### How to get started

The goal of this technical guide is to present in a simple way text mining techniques to non-technical professionals. Although the guide was created having in mind the research support administrative staff, it can be used by other non-technical people as well. 


The guide is divided into three sections: 
1. **How to get started:** The page you have just landed is an introduction to this practical guide. We try to explain some basic tools that you can use to complete the examples in the following two sections and explain some of their meaning. 
2. **Text and Data Mining fundamentals:** This section uses a full text research output extracted from [CORE](https://core.ac.uk/) and demonstrates some basic text mining practices, such as sentence segmentation, tokenization, parts of speech tagging, named entity recognition and stemming. We also give some exercises to you to practice. 
3. **Examples using the CORE API:** This is a more advanced section. Some may feel that it requires some technical skills, while others will find it challenging and would want to try the final practical exercise.
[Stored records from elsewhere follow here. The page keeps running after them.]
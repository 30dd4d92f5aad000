//! Chained P2SH-SegWit transfers against a regtest Bitcoin Core node.
//!
//! Two legs are driven over JSON-RPC: A' is funded from mined coinbase
//! rewards and pays B', then B' pays C'. Signing, coin selection checks and
//! validation all happen inside bitcoind; this crate only sequences the
//! calls and prints what the node returns.

pub mod config;
pub mod error;
pub mod report;
pub mod rpc;
pub mod session;
pub mod spend;
pub mod transfer;

use std::io::Write;

pub use error::{Error, Result};

use crate::config::Config;
use crate::rpc::NodeRpc;
use crate::transfer::{AtoBOutcome, BtoCOutcome, Endpoints, a_to_b, b_to_c};

/// Run A'->B', then spend the new B' output to C' in the same session.
pub fn run_chain<R: NodeRpc + ?Sized>(
    rpc: &R,
    config: &Config,
    out: &mut impl Write,
) -> Result<(AtoBOutcome, BtoCOutcome)> {
    let first = a_to_b::run(rpc, config, out)?;

    let endpoints = Endpoints {
        from: first.addr_b.clone(),
        to: first.addr_c.clone(),
    };
    report::banner(out, "P2SH-SegWit Transaction (B' -> C')")?;
    let second = b_to_c::run(rpc, config, endpoints, out)?;

    Ok((first, second))
}

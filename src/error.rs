//! Crate-wide error type.

use thiserror::Error;

/// Everything that can stop a transfer run.
///
/// None of these are retried; the binary prints the message and exits
/// with a non-zero status.
#[derive(Debug, Error)]
pub enum Error {
    #[error("invalid configuration: {0}")]
    Config(String),

    #[error(
        "Could not connect to Bitcoin Core. Is bitcoind running in regtest mode?\nDetails: {0}"
    )]
    Connect(#[source] bitcoincore_rpc::Error),

    #[error("loading wallet '{wallet}': {source}")]
    Wallet {
        wallet: String,
        #[source]
        source: bitcoincore_rpc::Error,
    },

    #[error("RPC call failed: {0}")]
    Rpc(#[from] bitcoincore_rpc::Error),

    #[error("invalid address '{address}': {reason}")]
    Address { address: String, reason: String },

    #[error("No UTXOs available for address {address}.{hint}")]
    NoUtxos { address: String, hint: &'static str },

    #[error("Not enough funds available after fees! (available {available}, needed {needed})")]
    InsufficientFunds {
        available: bitcoincore_rpc::bitcoin::Amount,
        needed: bitcoincore_rpc::bitcoin::Amount,
    },

    #[error("Transaction signing incomplete!")]
    SigningIncomplete,

    #[error(transparent)]
    Io(#[from] std::io::Error),
}

pub type Result<T> = std::result::Result<T, Error>;
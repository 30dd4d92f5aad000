//! Output planning for a single-input spend.
//!
//! The node picks nothing for us: the flows name the input UTXO and every
//! output explicitly, so the amounts are worked out here before
//! `createrawtransaction`.

use std::collections::HashMap;

use bitcoincore_rpc::bitcoin::{Address, Amount};
use bitcoincore_rpc::json::CreateRawTransactionInput;

use crate::error::{Error, Result};
use crate::rpc::Utxo;

/// How much to pay the recipient.
#[derive(Debug, Clone, Copy, PartialEq, Eq)]
pub enum SendAmount {
    /// Exactly this amount; the input must cover it plus the fee.
    Fixed(Amount),
    /// At most this amount, shrunk to whatever the input holds after the fee.
    UpTo(Amount),
}

#[derive(Debug, Clone, PartialEq, Eq)]
pub struct SpendPlan {
    pub input: Utxo,
    pub recipient: Address,
    pub send: Amount,
    pub fee: Amount,
    /// Change paid back to the spending address, if any is left.
    pub change: Option<(Address, Amount)>,
}

/// Split `utxo` into a payment to `recipient`, the fee, and change back to
/// `change_to`.
pub fn plan_spend(
    utxo: &Utxo,
    recipient: &Address,
    change_to: &Address,
    amount: SendAmount,
    fee: Amount,
) -> Result<SpendPlan> {
    let available = utxo.amount;

    let send = match amount {
        SendAmount::Fixed(send) => send,
        SendAmount::UpTo(cap) => match available.checked_sub(fee) {
            Some(spendable) if spendable > Amount::ZERO => cap.min(spendable),
            _ => {
                return Err(Error::InsufficientFunds {
                    available,
                    needed: fee + Amount::ONE_SAT,
                });
            }
        },
    };

    let needed = send
        .checked_add(fee)
        .ok_or(Error::InsufficientFunds { available, needed: Amount::MAX })?;
    let change = available
        .checked_sub(needed)
        .ok_or(Error::InsufficientFunds { available, needed })?;

    Ok(SpendPlan {
        input: utxo.clone(),
        recipient: recipient.clone(),
        send,
        fee,
        change: (change > Amount::ZERO).then(|| (change_to.clone(), change)),
    })
}

impl SpendPlan {
    /// The single input, as `createrawtransaction` expects it.
    pub fn inputs(&self) -> Vec<CreateRawTransactionInput> {
        vec![CreateRawTransactionInput {
            txid: self.input.txid,
            vout: self.input.vout,
            sequence: None,
        }]
    }

    /// Address to amount map, as `createrawtransaction` expects it.
    pub fn outputs(&self) -> HashMap<String, Amount> {
        let mut outputs = HashMap::with_capacity(2);
        outputs.insert(self.recipient.to_string(), self.send);
        if let Some((address, amount)) = &self.change {
            outputs.insert(address.to_string(), *amount);
        }
        outputs
    }
}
The section uses the [CORE API](https://core.ac.uk/services#api) and demonstrates how to create word clouds from the University of Cambridge publications deposited in the institutional repository, Apollo. 

#### Why Python Notebooks
A [Python Notebook](https://en.wikipedia.org/wiki/IPython) is a cool and easy way to combine in the same page text and code, and easily create a narrative that requires the combination of text and coding. Our examples require a combination of text and code and that is the main reason that we used Python Notebooks when creating this guide.

Each Python Notebook has two sections: The one with simple text, just like this one you are reading now, and another section for code...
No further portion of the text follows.